[WORK TO COMPLETE] For the data below, report the number of lines that contain the string "return" and nothing else.

[DATA RECORDS]

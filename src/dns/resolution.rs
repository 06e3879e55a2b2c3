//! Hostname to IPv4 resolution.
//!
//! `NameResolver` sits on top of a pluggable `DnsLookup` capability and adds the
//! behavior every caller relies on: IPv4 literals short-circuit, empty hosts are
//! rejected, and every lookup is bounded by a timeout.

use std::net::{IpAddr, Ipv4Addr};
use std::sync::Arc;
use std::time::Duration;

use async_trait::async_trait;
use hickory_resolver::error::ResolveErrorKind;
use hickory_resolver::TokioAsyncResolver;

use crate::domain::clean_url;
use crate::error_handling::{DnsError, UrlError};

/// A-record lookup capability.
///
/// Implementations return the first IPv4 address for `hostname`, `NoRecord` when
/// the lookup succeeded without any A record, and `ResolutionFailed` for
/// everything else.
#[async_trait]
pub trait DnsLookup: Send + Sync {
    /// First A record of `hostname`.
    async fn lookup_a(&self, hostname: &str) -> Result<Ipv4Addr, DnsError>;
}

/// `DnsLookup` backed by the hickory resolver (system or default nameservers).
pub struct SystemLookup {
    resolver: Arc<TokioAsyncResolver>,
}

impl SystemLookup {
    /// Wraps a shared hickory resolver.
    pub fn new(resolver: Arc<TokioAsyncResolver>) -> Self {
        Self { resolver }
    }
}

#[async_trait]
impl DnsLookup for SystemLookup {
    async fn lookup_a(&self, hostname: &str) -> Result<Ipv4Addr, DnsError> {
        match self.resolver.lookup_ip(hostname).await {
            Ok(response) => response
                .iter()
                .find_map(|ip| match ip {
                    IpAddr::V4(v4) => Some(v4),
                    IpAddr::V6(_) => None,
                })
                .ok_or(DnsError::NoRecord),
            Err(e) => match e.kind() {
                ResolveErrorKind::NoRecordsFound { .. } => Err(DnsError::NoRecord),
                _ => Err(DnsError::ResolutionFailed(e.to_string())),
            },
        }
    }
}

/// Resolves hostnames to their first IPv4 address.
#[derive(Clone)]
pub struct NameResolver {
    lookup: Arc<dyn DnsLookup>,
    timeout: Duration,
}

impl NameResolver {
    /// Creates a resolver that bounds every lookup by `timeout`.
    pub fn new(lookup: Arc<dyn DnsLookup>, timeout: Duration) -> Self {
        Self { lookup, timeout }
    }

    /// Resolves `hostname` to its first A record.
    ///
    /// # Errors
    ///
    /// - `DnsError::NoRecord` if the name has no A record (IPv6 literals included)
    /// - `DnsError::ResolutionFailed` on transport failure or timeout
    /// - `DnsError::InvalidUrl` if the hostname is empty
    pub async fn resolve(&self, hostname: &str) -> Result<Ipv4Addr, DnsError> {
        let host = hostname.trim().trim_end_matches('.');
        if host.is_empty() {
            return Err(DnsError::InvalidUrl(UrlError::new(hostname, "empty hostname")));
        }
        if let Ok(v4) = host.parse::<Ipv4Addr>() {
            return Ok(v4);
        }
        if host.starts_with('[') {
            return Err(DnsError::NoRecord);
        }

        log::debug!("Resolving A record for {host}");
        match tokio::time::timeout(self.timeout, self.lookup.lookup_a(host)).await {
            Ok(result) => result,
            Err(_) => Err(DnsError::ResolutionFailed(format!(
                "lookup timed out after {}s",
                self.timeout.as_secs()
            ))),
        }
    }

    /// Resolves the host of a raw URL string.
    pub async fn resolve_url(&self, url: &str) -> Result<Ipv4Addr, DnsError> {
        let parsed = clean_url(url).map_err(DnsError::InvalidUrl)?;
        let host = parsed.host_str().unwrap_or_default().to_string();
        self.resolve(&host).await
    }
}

[RESPONSE] 4